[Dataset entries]
==================================================
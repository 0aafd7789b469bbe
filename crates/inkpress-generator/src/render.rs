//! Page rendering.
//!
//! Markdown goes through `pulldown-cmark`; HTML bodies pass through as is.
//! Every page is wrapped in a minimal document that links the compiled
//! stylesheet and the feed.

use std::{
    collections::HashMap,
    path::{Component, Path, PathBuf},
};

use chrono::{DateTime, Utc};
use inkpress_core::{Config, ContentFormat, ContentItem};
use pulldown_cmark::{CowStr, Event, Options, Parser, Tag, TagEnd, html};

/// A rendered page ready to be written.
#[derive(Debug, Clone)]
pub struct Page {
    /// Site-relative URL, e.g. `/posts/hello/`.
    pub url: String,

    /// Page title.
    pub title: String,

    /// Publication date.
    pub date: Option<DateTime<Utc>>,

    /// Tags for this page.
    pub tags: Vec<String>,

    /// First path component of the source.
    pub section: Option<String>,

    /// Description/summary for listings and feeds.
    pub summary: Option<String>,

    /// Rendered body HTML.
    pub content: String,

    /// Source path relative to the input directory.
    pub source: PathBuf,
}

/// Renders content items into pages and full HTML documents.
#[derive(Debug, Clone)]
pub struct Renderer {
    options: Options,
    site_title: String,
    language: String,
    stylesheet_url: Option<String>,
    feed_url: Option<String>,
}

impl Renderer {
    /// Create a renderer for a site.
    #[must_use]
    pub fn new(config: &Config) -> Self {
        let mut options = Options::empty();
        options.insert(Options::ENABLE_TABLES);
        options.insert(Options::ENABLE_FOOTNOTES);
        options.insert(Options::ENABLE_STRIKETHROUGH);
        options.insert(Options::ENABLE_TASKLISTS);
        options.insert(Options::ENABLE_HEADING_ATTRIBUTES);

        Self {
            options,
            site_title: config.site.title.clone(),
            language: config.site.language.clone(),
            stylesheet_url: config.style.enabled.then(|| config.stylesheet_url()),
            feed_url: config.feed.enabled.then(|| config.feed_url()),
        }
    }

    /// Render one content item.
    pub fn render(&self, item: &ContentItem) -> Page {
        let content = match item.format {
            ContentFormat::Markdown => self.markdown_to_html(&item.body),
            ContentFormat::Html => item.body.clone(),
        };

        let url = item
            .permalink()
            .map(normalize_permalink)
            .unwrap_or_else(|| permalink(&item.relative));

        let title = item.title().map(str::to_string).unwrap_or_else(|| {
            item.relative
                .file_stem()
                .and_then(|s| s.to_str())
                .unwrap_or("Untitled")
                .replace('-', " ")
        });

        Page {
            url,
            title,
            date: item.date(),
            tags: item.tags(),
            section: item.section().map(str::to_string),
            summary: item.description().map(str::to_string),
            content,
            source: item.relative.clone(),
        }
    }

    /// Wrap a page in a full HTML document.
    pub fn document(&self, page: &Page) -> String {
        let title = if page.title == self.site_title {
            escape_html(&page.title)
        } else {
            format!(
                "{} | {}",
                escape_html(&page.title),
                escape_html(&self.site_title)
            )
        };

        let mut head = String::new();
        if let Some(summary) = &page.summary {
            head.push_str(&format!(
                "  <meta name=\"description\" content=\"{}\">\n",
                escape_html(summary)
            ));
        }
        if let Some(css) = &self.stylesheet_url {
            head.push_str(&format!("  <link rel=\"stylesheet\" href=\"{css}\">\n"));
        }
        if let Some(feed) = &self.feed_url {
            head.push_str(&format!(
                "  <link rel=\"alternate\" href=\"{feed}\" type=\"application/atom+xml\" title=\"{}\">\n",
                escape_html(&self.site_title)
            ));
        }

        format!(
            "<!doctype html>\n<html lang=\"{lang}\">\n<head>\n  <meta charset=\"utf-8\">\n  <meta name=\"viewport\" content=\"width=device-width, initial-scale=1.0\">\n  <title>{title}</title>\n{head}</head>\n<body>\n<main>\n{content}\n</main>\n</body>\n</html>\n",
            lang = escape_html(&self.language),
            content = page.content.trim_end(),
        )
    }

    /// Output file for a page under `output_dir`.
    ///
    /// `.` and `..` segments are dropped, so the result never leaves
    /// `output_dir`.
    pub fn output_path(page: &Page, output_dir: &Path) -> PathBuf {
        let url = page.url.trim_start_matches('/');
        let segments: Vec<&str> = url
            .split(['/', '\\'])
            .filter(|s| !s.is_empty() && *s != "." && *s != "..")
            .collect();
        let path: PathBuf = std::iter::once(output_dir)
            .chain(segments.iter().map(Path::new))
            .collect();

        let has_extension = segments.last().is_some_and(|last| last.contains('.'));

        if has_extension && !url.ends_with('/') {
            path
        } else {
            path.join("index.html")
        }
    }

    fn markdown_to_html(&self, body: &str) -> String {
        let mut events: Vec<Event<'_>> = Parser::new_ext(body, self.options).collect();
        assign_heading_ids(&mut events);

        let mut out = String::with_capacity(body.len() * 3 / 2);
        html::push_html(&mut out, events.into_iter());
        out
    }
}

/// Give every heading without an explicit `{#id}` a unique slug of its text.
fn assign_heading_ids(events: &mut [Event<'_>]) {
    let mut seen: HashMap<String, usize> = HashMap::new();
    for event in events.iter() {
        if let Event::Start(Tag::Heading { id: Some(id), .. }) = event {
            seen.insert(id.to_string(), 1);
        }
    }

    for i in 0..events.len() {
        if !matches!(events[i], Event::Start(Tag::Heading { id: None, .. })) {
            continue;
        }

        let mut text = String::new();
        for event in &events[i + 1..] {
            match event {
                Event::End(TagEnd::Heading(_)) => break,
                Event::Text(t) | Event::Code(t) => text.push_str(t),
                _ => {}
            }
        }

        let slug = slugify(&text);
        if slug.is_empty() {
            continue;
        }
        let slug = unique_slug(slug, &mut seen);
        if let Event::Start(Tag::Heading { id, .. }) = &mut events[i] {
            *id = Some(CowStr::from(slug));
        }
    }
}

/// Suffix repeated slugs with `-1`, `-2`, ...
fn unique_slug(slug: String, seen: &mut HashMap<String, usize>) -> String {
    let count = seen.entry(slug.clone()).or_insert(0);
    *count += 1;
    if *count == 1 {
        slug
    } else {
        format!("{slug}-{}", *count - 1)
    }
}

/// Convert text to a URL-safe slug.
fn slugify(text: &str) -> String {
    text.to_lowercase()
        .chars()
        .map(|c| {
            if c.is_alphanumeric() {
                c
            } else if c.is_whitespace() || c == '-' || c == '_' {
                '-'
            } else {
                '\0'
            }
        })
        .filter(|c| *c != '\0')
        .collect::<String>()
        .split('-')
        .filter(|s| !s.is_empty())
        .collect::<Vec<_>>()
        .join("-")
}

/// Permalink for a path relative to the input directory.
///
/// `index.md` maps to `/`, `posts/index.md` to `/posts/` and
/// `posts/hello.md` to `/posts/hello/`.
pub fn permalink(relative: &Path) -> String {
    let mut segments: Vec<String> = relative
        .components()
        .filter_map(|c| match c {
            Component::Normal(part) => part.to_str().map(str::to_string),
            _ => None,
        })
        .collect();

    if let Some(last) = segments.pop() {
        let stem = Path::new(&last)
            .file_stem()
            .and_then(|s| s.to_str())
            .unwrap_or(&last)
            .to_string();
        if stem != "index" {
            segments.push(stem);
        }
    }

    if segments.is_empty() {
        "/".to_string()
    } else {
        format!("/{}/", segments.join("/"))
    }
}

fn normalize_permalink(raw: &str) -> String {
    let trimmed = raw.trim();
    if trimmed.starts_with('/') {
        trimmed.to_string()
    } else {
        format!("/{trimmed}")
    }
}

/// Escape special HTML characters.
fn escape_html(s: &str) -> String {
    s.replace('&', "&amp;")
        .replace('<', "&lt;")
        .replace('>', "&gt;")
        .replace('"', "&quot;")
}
==================================================
| INSTRUCTIONS FOR THE TASK |
Each line that includes the string "DateTime" should be copied from the data.

| SOLUTION TO THIS EXERCISE |
use chrono::{DateTime, Utc};
    pub date: Option<DateTime<Utc>>,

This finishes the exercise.